**Information shown:**

# # # # # # #

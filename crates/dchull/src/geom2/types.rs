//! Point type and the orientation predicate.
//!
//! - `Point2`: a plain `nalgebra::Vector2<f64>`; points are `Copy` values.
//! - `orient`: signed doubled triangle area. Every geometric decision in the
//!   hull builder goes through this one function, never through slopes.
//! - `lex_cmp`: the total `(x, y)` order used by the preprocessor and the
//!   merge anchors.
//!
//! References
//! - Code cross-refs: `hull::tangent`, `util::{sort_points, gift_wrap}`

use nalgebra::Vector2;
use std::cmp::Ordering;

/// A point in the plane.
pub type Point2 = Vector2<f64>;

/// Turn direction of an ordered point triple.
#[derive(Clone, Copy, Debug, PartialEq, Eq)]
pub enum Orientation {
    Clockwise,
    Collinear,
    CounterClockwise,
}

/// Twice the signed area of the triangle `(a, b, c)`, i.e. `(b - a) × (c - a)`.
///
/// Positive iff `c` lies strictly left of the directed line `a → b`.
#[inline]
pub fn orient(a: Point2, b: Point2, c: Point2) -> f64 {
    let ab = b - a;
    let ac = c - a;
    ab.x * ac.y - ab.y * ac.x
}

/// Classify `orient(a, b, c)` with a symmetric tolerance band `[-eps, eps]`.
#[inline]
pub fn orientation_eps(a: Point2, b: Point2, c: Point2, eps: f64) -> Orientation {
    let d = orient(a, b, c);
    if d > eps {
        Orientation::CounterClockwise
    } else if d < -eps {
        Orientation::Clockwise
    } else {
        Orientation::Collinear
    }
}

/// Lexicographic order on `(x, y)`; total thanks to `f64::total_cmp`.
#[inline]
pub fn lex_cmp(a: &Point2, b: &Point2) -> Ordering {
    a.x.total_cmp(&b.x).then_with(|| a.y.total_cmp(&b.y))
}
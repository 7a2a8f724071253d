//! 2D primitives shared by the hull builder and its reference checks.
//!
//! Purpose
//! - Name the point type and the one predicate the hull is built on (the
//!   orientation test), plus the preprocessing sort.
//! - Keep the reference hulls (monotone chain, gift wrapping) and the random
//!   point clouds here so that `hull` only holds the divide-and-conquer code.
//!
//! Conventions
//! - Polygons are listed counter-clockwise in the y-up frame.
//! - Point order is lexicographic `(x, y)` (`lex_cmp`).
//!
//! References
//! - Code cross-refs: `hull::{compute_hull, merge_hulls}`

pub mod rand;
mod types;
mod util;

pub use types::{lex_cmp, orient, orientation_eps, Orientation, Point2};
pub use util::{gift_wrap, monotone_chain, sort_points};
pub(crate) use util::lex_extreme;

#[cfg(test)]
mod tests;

# # # # # # #

**Work to complete:** Identify how many lines in the entries above include the string "Copy", then state that number alone.

**Output for this exercise:** 2